**Instructions to follow**
Beneath this instruction is a listing. Transcribe from it only the stretch from the line with "filename tests/dotchart_song.rs" through the line with "192 = N 4 0", both end lines included, exactly as written.
· · · · · · ·
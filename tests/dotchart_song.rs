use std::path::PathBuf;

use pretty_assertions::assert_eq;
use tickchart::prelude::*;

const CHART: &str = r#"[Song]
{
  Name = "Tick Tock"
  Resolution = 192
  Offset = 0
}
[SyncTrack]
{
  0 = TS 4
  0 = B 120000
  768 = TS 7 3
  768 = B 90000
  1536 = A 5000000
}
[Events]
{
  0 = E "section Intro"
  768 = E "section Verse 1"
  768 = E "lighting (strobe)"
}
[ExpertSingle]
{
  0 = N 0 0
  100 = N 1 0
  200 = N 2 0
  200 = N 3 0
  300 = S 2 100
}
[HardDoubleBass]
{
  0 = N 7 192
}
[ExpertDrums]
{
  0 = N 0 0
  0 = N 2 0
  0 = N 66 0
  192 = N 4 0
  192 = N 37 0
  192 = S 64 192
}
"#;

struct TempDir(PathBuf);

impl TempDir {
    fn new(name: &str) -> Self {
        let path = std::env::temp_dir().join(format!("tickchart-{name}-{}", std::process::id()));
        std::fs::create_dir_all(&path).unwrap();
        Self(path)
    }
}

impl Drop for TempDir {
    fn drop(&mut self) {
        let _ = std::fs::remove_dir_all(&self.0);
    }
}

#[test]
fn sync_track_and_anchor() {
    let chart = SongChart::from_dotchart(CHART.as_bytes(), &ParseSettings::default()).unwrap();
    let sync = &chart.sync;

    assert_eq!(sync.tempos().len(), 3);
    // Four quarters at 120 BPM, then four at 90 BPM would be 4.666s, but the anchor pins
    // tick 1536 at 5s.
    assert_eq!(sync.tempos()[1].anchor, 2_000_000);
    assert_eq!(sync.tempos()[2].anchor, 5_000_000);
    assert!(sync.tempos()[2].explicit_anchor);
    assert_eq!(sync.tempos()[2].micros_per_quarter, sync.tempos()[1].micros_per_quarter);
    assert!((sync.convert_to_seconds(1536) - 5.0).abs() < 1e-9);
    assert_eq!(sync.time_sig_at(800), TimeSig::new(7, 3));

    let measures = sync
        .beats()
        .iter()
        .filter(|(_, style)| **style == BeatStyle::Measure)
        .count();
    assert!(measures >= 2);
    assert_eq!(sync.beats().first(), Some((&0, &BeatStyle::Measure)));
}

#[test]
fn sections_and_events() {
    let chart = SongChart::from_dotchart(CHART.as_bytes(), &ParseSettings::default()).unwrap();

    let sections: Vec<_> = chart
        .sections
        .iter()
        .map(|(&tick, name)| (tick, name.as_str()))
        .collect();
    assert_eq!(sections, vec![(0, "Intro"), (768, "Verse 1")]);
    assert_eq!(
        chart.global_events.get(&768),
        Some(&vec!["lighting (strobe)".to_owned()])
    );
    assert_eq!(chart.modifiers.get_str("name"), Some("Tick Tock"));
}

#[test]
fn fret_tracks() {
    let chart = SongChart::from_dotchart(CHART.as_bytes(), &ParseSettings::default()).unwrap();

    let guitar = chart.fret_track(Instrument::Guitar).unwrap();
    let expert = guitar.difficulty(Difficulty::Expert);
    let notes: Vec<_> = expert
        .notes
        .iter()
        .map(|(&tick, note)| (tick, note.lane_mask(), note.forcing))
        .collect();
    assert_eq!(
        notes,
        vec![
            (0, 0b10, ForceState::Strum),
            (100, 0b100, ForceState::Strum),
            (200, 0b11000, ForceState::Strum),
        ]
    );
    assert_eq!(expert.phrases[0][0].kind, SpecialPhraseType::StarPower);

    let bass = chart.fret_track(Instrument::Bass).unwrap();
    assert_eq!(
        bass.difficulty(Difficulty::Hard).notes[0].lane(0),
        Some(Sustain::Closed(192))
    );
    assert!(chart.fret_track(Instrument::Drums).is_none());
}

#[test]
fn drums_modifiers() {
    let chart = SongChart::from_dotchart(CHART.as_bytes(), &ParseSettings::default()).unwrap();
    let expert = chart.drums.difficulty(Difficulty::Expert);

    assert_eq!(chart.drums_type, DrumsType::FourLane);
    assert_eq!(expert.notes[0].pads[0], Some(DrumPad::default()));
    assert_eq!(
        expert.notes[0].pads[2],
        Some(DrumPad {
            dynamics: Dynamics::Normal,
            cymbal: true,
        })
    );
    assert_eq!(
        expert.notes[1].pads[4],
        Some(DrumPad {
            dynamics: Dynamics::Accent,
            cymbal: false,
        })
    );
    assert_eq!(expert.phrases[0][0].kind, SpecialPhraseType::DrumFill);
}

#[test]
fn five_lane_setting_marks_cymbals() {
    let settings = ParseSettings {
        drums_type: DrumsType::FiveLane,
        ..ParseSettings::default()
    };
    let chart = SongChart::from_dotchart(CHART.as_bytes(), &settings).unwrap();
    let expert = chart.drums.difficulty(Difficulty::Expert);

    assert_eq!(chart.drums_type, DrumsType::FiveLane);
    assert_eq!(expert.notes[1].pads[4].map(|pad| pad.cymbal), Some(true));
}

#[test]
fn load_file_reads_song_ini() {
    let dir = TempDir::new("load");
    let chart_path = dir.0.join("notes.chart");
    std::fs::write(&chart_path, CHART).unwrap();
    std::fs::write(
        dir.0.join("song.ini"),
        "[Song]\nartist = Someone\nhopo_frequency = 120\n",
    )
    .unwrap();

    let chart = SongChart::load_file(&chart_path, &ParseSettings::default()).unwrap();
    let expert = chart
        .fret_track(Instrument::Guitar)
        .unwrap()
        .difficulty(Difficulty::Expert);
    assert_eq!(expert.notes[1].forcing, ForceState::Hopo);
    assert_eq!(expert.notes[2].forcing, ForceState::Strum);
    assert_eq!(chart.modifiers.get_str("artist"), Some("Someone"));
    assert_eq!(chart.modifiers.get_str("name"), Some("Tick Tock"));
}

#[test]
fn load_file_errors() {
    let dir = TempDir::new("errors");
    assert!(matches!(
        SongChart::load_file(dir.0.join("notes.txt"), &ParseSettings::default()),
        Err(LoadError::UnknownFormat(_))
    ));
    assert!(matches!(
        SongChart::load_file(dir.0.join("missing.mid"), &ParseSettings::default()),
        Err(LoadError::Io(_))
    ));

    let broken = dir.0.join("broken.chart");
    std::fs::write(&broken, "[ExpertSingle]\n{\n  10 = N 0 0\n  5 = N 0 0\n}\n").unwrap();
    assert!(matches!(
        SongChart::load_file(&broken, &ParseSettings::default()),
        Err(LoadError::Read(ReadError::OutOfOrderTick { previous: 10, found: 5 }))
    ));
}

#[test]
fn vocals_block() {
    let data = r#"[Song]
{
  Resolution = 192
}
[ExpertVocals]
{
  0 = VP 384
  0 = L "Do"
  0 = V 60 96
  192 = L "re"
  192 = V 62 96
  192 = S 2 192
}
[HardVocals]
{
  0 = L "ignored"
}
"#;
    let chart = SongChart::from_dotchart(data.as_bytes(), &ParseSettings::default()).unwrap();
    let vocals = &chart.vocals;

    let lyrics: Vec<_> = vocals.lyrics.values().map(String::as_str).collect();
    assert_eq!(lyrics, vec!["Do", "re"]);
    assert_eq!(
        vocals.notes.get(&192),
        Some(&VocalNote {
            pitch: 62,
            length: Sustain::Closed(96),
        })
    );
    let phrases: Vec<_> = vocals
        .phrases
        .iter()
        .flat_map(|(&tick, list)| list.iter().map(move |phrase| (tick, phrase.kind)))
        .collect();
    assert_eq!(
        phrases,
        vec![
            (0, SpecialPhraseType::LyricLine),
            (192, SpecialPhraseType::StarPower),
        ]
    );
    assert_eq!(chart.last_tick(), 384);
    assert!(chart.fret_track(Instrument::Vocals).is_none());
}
· · · · · · ·
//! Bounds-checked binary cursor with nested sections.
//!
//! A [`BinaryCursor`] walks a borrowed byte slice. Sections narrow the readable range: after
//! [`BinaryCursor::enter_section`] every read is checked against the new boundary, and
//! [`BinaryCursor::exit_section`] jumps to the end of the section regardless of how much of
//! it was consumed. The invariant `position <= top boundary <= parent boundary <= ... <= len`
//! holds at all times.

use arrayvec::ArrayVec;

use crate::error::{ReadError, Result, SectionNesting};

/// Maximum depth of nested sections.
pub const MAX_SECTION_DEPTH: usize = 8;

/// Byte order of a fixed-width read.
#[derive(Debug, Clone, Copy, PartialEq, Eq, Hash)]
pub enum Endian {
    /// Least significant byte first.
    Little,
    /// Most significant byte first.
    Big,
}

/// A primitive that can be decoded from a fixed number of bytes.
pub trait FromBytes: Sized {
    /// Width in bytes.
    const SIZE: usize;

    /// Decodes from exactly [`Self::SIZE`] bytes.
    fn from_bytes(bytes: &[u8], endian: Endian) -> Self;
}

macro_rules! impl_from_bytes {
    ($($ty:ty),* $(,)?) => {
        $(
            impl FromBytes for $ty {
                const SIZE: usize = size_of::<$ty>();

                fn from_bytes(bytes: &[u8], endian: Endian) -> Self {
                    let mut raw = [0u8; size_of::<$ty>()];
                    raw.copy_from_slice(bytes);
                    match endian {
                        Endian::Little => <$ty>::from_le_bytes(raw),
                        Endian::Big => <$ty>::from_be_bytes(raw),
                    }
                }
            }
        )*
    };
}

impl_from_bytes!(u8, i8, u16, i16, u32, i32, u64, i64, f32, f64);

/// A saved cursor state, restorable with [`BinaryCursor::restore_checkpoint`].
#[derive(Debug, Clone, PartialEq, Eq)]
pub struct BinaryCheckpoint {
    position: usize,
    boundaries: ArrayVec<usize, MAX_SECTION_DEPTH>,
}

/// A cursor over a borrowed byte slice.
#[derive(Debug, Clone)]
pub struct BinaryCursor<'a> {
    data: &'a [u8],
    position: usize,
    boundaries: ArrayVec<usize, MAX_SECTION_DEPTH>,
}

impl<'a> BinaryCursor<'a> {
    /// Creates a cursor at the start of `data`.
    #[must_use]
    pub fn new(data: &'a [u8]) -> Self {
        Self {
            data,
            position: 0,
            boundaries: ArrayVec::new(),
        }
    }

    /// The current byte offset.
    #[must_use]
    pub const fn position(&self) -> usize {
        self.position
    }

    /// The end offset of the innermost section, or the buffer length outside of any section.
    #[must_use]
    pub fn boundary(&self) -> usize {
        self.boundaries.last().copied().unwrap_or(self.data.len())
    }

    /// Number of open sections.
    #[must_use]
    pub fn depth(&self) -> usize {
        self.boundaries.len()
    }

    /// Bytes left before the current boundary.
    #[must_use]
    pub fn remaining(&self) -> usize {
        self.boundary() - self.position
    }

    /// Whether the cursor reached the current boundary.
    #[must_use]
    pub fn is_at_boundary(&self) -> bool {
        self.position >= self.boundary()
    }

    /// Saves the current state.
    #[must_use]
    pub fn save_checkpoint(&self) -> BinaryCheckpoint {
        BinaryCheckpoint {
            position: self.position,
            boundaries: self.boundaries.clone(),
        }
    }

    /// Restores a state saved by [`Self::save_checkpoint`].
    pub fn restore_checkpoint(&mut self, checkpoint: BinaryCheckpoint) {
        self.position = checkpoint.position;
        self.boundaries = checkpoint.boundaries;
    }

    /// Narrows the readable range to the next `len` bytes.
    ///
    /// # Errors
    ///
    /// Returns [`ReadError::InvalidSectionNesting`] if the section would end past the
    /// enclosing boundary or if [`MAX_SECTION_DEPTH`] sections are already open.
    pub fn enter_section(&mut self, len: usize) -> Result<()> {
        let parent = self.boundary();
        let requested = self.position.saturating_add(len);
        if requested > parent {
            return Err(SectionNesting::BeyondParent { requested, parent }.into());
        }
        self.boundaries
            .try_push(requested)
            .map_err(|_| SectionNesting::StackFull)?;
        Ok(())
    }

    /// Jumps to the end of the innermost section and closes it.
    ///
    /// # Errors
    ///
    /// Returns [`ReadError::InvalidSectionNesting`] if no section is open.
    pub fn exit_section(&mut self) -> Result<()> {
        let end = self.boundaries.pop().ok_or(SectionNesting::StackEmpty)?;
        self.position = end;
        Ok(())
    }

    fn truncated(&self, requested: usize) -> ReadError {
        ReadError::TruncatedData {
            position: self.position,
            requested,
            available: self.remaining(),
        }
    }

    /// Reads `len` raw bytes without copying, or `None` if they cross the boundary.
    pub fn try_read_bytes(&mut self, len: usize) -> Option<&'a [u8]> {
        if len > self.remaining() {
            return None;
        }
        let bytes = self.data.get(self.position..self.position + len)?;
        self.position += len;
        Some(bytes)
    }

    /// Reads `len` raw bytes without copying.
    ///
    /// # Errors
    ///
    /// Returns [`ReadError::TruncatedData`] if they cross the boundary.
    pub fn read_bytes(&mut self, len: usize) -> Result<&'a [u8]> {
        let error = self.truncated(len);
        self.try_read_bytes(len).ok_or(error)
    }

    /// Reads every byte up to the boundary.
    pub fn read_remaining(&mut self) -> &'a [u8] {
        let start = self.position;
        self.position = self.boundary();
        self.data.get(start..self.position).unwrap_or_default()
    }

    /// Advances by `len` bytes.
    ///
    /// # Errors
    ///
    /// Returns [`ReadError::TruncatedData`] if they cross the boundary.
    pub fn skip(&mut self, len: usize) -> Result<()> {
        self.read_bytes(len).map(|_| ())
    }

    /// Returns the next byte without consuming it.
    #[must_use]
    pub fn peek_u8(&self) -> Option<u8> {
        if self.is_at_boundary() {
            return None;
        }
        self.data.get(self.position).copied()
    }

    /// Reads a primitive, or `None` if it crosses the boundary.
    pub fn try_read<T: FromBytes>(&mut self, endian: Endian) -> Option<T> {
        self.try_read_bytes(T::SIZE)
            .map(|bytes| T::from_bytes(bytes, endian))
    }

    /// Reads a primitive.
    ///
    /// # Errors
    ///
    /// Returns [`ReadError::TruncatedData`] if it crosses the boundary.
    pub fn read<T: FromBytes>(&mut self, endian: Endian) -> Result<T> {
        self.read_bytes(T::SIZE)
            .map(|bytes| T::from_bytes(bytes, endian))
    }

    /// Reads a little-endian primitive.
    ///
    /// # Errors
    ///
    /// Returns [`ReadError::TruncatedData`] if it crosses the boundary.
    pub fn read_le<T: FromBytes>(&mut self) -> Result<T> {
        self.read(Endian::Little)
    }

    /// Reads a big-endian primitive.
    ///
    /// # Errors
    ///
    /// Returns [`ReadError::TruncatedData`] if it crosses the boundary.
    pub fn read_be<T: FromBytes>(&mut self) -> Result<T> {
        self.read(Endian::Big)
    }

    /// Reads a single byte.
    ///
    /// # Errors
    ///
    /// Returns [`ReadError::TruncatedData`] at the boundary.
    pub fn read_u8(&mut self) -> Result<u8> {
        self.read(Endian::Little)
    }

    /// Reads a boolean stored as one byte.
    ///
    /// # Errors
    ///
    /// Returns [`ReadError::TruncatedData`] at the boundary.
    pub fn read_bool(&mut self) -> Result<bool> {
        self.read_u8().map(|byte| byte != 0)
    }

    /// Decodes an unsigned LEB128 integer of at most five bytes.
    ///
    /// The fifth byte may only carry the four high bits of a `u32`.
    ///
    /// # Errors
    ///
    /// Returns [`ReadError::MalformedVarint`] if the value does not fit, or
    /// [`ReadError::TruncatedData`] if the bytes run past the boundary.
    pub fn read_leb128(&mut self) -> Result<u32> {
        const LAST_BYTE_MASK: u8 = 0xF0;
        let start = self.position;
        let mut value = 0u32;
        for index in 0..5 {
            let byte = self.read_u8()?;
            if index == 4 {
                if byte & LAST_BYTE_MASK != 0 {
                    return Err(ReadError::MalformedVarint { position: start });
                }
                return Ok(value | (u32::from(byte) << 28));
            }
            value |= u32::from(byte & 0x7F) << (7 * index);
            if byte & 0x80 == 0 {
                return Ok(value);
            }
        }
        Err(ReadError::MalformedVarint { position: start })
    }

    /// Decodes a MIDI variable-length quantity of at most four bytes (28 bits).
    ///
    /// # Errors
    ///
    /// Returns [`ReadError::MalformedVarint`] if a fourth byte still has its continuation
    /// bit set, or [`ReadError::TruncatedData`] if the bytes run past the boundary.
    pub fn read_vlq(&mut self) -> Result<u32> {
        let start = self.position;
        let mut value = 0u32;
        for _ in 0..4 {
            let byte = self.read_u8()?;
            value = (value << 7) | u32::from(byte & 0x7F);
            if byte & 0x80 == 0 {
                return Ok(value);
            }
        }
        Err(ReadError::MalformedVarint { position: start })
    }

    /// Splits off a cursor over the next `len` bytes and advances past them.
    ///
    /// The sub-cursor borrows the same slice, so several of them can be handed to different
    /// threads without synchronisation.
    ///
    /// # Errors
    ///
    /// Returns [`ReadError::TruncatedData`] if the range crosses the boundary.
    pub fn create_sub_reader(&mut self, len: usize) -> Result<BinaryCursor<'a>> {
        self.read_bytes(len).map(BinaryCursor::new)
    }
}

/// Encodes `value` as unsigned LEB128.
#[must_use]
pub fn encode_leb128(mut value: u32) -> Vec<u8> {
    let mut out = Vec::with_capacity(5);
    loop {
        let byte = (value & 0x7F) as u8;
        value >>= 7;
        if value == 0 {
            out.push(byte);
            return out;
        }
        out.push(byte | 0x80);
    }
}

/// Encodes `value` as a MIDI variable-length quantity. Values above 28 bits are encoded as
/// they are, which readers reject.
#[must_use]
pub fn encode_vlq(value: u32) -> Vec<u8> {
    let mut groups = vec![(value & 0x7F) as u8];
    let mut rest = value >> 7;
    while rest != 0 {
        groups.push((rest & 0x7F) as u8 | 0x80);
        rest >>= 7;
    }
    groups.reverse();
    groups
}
· · · · · · ·
**Response to this exercise**
filename tests/dotchart_song.rs
use std::path::PathBuf;

use pretty_assertions::assert_eq;
use tickchart::prelude::*;

const CHART: &str = r#"[Song]
{
  Name = "Tick Tock"
  Resolution = 192
  Offset = 0
}
[SyncTrack]
{
  0 = TS 4
  0 = B 120000
  768 = TS 7 3
  768 = B 90000
  1536 = A 5000000
}
[Events]
{
  0 = E "section Intro"
  768 = E "section Verse 1"
  768 = E "lighting (strobe)"
}
[ExpertSingle]
{
  0 = N 0 0
  100 = N 1 0
  200 = N 2 0
  200 = N 3 0
  300 = S 2 100
}
[HardDoubleBass]
{
  0 = N 7 192
}
[ExpertDrums]
{
  0 = N 0 0
  0 = N 2 0
  0 = N 66 0
  192 = N 4 0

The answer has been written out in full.